WHAT IS EXPECTED: What is needed is an exact copy of all the records.

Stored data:
####

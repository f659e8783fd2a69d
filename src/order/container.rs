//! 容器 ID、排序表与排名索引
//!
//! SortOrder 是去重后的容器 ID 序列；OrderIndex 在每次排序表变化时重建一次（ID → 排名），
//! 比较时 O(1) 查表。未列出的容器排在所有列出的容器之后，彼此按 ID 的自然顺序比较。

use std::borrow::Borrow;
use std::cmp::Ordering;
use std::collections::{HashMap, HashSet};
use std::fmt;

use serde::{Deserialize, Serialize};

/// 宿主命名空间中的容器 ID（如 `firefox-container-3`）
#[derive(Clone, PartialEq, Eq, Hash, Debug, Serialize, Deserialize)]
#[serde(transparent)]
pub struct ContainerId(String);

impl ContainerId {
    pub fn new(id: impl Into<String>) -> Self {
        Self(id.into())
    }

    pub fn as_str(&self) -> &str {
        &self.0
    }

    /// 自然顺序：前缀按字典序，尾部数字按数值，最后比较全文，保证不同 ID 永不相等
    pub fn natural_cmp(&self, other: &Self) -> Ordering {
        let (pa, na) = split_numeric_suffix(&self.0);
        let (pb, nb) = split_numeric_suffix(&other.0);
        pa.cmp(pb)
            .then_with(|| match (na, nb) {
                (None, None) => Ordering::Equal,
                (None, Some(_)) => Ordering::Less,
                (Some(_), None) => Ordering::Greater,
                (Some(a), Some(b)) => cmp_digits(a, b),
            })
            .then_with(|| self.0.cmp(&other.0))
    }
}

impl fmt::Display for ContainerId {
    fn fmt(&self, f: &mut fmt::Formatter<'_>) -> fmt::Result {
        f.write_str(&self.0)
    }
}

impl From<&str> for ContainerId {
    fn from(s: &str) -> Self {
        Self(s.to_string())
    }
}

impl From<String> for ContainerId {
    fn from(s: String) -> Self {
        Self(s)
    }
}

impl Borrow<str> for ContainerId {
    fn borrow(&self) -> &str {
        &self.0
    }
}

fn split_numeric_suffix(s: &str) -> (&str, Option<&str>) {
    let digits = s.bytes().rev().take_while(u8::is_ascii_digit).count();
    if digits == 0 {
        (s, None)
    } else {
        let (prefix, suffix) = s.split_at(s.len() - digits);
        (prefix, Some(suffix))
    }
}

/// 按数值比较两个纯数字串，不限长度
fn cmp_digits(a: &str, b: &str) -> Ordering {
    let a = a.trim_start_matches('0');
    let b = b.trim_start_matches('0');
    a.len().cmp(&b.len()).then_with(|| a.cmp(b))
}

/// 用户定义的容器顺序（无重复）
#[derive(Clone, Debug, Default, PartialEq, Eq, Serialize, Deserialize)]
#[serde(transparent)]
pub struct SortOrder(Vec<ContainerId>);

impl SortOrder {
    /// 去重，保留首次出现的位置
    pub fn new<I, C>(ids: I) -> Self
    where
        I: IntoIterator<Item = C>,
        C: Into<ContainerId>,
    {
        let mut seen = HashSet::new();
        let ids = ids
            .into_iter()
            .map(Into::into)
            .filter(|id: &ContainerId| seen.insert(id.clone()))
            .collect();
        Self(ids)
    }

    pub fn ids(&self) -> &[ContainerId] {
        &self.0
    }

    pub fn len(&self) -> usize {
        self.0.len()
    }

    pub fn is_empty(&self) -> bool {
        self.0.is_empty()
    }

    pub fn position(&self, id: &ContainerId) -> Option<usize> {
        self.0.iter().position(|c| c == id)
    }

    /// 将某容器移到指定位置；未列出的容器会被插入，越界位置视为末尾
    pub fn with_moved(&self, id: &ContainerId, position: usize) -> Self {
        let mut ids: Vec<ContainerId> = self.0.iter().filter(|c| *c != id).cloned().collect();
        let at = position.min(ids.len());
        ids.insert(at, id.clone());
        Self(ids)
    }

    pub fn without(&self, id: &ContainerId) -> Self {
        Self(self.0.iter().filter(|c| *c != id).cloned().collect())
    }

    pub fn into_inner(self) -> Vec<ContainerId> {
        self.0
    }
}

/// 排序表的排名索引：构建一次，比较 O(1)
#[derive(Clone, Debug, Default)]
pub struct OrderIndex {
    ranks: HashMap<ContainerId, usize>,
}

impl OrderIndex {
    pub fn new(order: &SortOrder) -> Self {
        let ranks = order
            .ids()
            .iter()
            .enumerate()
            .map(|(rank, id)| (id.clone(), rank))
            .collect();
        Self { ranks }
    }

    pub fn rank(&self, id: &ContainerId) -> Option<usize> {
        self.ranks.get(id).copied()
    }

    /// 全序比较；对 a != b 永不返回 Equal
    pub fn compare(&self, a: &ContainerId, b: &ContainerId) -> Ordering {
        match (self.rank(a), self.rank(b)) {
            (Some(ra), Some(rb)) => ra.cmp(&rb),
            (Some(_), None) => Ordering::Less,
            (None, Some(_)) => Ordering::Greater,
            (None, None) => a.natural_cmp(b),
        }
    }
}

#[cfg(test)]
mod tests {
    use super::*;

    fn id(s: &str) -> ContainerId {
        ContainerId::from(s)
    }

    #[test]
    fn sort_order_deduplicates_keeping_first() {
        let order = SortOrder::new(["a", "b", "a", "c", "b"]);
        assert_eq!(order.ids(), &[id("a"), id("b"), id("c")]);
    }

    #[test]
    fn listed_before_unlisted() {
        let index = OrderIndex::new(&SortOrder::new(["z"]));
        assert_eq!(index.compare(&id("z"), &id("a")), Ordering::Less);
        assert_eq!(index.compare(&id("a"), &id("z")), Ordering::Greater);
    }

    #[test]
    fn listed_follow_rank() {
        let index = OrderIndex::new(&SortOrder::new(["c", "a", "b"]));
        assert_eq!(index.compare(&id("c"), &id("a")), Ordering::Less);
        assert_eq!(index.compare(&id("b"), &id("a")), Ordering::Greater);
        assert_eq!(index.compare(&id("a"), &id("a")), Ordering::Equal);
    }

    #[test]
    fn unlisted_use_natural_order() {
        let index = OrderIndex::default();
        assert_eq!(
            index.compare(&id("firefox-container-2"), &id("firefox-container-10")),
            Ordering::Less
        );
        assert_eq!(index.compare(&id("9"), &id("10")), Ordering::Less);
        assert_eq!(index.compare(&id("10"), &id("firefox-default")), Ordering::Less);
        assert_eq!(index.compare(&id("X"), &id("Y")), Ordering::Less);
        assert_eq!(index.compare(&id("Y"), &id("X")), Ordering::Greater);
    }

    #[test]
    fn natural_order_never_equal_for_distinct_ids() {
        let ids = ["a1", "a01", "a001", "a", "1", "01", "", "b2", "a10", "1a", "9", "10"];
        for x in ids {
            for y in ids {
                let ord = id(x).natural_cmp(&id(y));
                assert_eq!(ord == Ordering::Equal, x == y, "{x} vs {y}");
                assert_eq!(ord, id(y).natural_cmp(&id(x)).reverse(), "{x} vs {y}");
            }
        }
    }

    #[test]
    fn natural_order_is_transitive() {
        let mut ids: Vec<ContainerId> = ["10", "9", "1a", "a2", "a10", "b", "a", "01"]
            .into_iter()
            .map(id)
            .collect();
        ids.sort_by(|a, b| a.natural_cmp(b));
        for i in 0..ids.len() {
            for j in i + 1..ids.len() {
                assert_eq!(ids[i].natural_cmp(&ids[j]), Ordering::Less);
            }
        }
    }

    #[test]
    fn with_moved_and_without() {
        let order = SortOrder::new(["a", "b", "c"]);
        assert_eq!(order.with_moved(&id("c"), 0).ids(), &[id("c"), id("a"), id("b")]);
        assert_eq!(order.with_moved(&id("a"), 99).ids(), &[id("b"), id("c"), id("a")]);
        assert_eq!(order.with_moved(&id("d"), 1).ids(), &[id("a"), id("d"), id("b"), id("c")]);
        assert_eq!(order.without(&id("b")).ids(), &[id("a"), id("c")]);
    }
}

####

RESPONSE TO THE TASK:
repository f659e8783fd2a69d
filename src/order/container.rs
//! 容器 ID、排序表与排名索引
//!
//! SortOrder 是去重后的容器 ID 序列；OrderIndex 在每次排序表变化时重建一次（ID → 排名），
//! 比较时 O(1) 查表。未列出的容器排在所有列出的容器之后，彼此按 ID 的自然顺序比较。

use std::borrow::Borrow;
use std::cmp::Ordering;
use std::collections::{HashMap, HashSet};
use std::fmt;

use serde::{Deserialize, Serialize};

/// 宿主命名空间中的容器 ID（如 `firefox-container-3`）
#[derive(Clone, PartialEq, Eq, Hash, Debug, Serialize, Deserialize)]
#[serde(transparent)]
pub struct ContainerId(String);

impl ContainerId {
    pub fn new(id: impl Into<String>) -> Self {
        Self(id.into())
    }

    pub fn as_str(&self) -> &str {
        &self.0
    }

    /// 自然顺序：前缀按字典序，尾部数字按数值，最后比较全文，保证不同 ID 永不相等
    pub fn natural_cmp(&self, other: &Self) -> Ordering {
        let (pa, na) = split_numeric_suffix(&self.0);
        let (pb, nb) = split_numeric_suffix(&other.0);
        pa.cmp(pb)
            .then_with(|| match (na, nb) {
                (None, None) => Ordering::Equal,
                (None, Some(_)) => Ordering::Less,
                (Some(_), None) => Ordering::Greater,
                (Some(a), Some(b)) => cmp_digits(a, b),
            })
            .then_with(|| self.0.cmp(&other.0))
    }
}

impl fmt::Display for ContainerId {
    fn fmt(&self, f: &mut fmt::Formatter<'_>) -> fmt::Result {
        f.write_str(&self.0)
    }
}

impl From<&str> for ContainerId {
    fn from(s: &str) -> Self {
        Self(s.to_string())
    }
}

impl From<String> for ContainerId {
    fn from(s: String) -> Self {
        Self(s)
    }
}

impl Borrow<str> for ContainerId {
    fn borrow(&self) -> &str {
        &self.0
    }
}

fn split_numeric_suffix(s: &str) -> (&str, Option<&str>) {
    let digits = s.bytes().rev().take_while(u8::is_ascii_digit).count();
    if digits == 0 {
        (s, None)
    } else {
        let (prefix, suffix) = s.split_at(s.len() - digits);
        (prefix, Some(suffix))
    }
}

/// 按数值比较两个纯数字串，不限长度
fn cmp_digits(a: &str, b: &str) -> Ordering {
    let a = a.trim_start_matches('0');
    let b = b.trim_start_matches('0');
    a.len().cmp(&b.len()).then_with(|| a.cmp(b))
}

/// 用户定义的容器顺序（无重复）
#[derive(Clone, Debug, Default, PartialEq, Eq, Serialize, Deserialize)]
#[serde(transparent)]
pub struct SortOrder(Vec<ContainerId>);

impl SortOrder {
    /// 去重，保留首次出现的位置
    pub fn new<I, C>(ids: I) -> Self
    where
        I: IntoIterator<Item = C>,
        C: Into<ContainerId>,
    {
        let mut seen = HashSet::new();
        let ids = ids
            .into_iter()
            .map(Into::into)
            .filter(|id: &ContainerId| seen.insert(id.clone()))
            .collect();
        Self(ids)
    }

    pub fn ids(&self) -> &[ContainerId] {
        &self.0
    }

    pub fn len(&self) -> usize {
        self.0.len()
    }

    pub fn is_empty(&self) -> bool {
        self.0.is_empty()
    }

    pub fn position(&self, id: &ContainerId) -> Option<usize> {
        self.0.iter().position(|c| c == id)
    }

    /// 将某容器移到指定位置；未列出的容器会被插入，越界位置视为末尾
    pub fn with_moved(&self, id: &ContainerId, position: usize) -> Self {
        let mut ids: Vec<ContainerId> = self.0.iter().filter(|c| *c != id).cloned().collect();
        let at = position.min(ids.len());
        ids.insert(at, id.clone());
        Self(ids)
    }

    pub fn without(&self, id: &ContainerId) -> Self {
        Self(self.0.iter().filter(|c| *c != id).cloned().collect())
    }

    pub fn into_inner(self) -> Vec<ContainerId> {
        self.0
    }
}

/// 排序表的排名索引：构建一次，比较 O(1)
#[derive(Clone, Debug, Default)]
pub struct OrderIndex {
    ranks: HashMap<ContainerId, usize>,
}

impl OrderIndex {
    pub fn new(order: &SortOrder) -> Self {
        let ranks = order
            .ids()
            .iter()
            .enumerate()
            .map(|(rank, id)| (id.clone(), rank))
            .collect();
        Self { ranks }
    }

    pub fn rank(&self, id: &ContainerId) -> Option<usize> {
        self.ranks.get(id).copied()
    }

    /// 全序比较；对 a != b 永不返回 Equal
    pub fn compare(&self, a: &ContainerId, b: &ContainerId) -> Ordering {
        match (self.rank(a), self.rank(b)) {
            (Some(ra), Some(rb)) => ra.cmp(&rb),
            (Some(_), None) => Ordering::Less,
            (None, Some(_)) => Ordering::Greater,
            (None, None) => a.natural_cmp(b),
        }
    }
}

#[cfg(test)]
mod tests {
    use super::*;

    fn id(s: &str) -> ContainerId {
        ContainerId::from(s)
    }

    #[test]
    fn sort_order_deduplicates_keeping_first() {
        let order = SortOrder::new(["a", "b", "a", "c", "b"]);
        assert_eq!(order.ids(), &[id("a"), id("b"), id("c")]);
    }

    #[test]
    fn listed_before_unlisted() {
        let index = OrderIndex::new(&SortOrder::new(["z"]));
        assert_eq!(index.compare(&id("z"), &id("a")), Ordering::Less);
        assert_eq!(index.compare(&id("a"), &id("z")), Ordering::Greater);
    }

    #[test]
    fn listed_follow_rank() {
        let index = OrderIndex::new(&SortOrder::new(["c", "a", "b"]));
        assert_eq!(index.compare(&id("c"), &id("a")), Ordering::Less);
        assert_eq!(index.compare(&id("b"), &id("a")), Ordering::Greater);
        assert_eq!(index.compare(&id("a"), &id("a")), Ordering::Equal);
    }

    #[test]
    fn unlisted_use_natural_order() {
        let index = OrderIndex::default();
        assert_eq!(
            index.compare(&id("firefox-container-2"), &id("firefox-container-10")),
            Ordering::Less
        );
        assert_eq!(index.compare(&id("9"), &id("10")), Ordering::Less);
        assert_eq!(index.compare(&id("10"), &id("firefox-default")), Ordering::Less);
        assert_eq!(index.compare(&id("X"), &id("Y")), Ordering::Less);
        assert_eq!(index.compare(&id("Y"), &id("X")), Ordering::Greater);
    }

    #[test]
    fn natural_order_never_equal_for_distinct_ids() {
        let ids = ["a1", "a01", "a001", "a", "1", "01", "", "b2", "a10", "1a", "9", "10"];
        for x in ids {
            for y in ids {
                let ord = id(x).natural_cmp(&id(y));
                assert_eq!(ord == Ordering::Equal, x == y, "{x} vs {y}");
                assert_eq!(ord, id(y).natural_cmp(&id(x)).reverse(), "{x} vs {y}");
            }
        }
    }

    #[test]
    fn natural_order_is_transitive() {
        let mut ids: Vec<ContainerId> = ["10", "9", "1a", "a2", "a10", "b", "a", "01"]
            .into_iter()
            .map(id)
            .collect();
        ids.sort_by(|a, b| a.natural_cmp(b));
        for i in 0..ids.len() {
            for j in i + 1..ids.len() {
                assert_eq!(ids[i].natural_cmp(&ids[j]), Ordering::Less);
            }
        }
    }

    #[test]
    fn with_moved_and_without() {
        let order = SortOrder::new(["a", "b", "c"]);
        assert_eq!(order.with_moved(&id("c"), 0).ids(), &[id("c"), id("a"), id("b")]);
        assert_eq!(order.with_moved(&id("a"), 99).ids(), &[id("b"), id("c"), id("a")]);
        assert_eq!(order.with_moved(&id("d"), 1).ids(), &[id("a"), id("d"), id("b"), id("c")]);
        assert_eq!(order.without(&id("b")).ids(), &[id("a"), id("c")]);
    }
}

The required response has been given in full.